Archive for May, 2007

Cattle Vaccines Guidelines Launched at Beef Expo 2007

The recently completed RUMA Guidelines on the Responsible Use of Vaccines and Vaccination in Dairy and Beef Production were officially launched at Beef Expo 2007 in Skipton today. Introducing the launch, the Chairman of RUMA, Peter Allen MBE, said that these were the last in a series of species guidelines on vaccines.

“The vaccination guidelines available for pigs, poultry, sheep and fish have already been seen by the farming industry as a helpful step in ensuring the implementation of health planning at farm level. These cattle guidelines form the last of the set and illustrate the positive involvement of the industry in promoting the health and welfare of food producing animals and their use in safe food production.”

Launching the guidelines, Skipton and Ripon MP David Curry, who is also Chairman of Dairy UK, said:

“None of us I’m sure would argue with the basic messages that the RUMA Alliance conveys and I hope I’ll be forgiven for suggesting that practical common sense is the foundation of most of what RUMA does.

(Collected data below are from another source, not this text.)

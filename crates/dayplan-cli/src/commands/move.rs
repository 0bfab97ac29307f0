use anyhow::Result;
use dayplan_core::drag::Reschedule;
use owo_colors::OwoColorize;

use crate::app::App;
use crate::cli::MoveCommand;
use crate::parser::parse_time;

/// Keyboard counterpart of dragging a block: the time is snapped to the
/// timeline grid and only the time of day changes.
pub async fn move_task(app: &App, command: MoveCommand) -> Result<()> {
    let task = app.planner.resolve_task(&command.id).await?;
    let requested = parse_time(&command.at)?;
    let time = app.config.timeline.snap_time(requested, task.duration);

    let moved = app
        .planner
        .reschedule(Reschedule {
            task_id: task.id,
            time,
        })
        .await?;

    println!(
        "{} Moved '{}' to {}",
        "✓".green().bold(),
        moved.title,
        moved.time_of_day().format("%H:%M").to_string().cyan()
    );
    if time != requested {
        println!(
            "  {} snapped from {} to the {}-minute grid",
            "→".blue(),
            requested.format("%H:%M"),
            app.config.timeline.snap_minutes
        );
    }
    Ok(())
}
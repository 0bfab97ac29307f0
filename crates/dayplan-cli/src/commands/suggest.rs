use anyhow::Result;
use dayplan_core::suggest::{GeminiSuggester, SubtaskSuggester};
use indicatif::{ProgressBar, ProgressStyle};
use owo_colors::OwoColorize;
use std::time::Duration;

use crate::app::App;
use crate::cli::SuggestCommand;

pub async fn suggest(app: &App, command: SuggestCommand) -> Result<()> {
    let suggester = GeminiSuggester::new(app.config.suggestions.clone())?;

    let spinner = ProgressBar::new_spinner();
    spinner.set_style(ProgressStyle::with_template("{spinner:.cyan} {msg}")?);
    spinner.set_message(format!("Breaking down \"{}\"...", command.title));
    spinner.enable_steady_tick(Duration::from_millis(100));

    let result = suggester.suggest_subtasks(&command.title).await;
    spinner.finish_and_clear();

    let subtasks = result?;
    if subtasks.is_empty() {
        println!("No suggestions came back for \"{}\".", command.title);
        return Ok(());
    }

    println!("{} Suggested sub-tasks for {}:", "✨".bold(), command.title.bold());
    for subtask in &subtasks {
        println!("  {} {}", "•".bright_black(), subtask);
    }
    println!(
        "\n{} Add one with `dayplan add \"<sub-task>\"`",
        "💡".bright_black()
    );
    Ok(())
}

“The messages are, simply:

• that best practice in the use of veterinary medicines is a pre-requisite for the better protection of animal health and welfare. • that the freedom of livestock products from unacceptable veterinary residues cannot be guaranteed without medicines being used responsibly.

“It seems to me that the clue to the strength of the RUMA Alliance is in the title. We have here a genuine industry partnership taking real and practical initiatives.

“We are seeing huge changes in consumer concerns about food – who would have thought even five years ago that food miles, fair trade and sustainability would be so high up the public agenda. Industry needs to take every opportunity to show it is in tune with the public mood and to offer the assurance of responsible behaviour. It is very much in its commercial interest to do so.”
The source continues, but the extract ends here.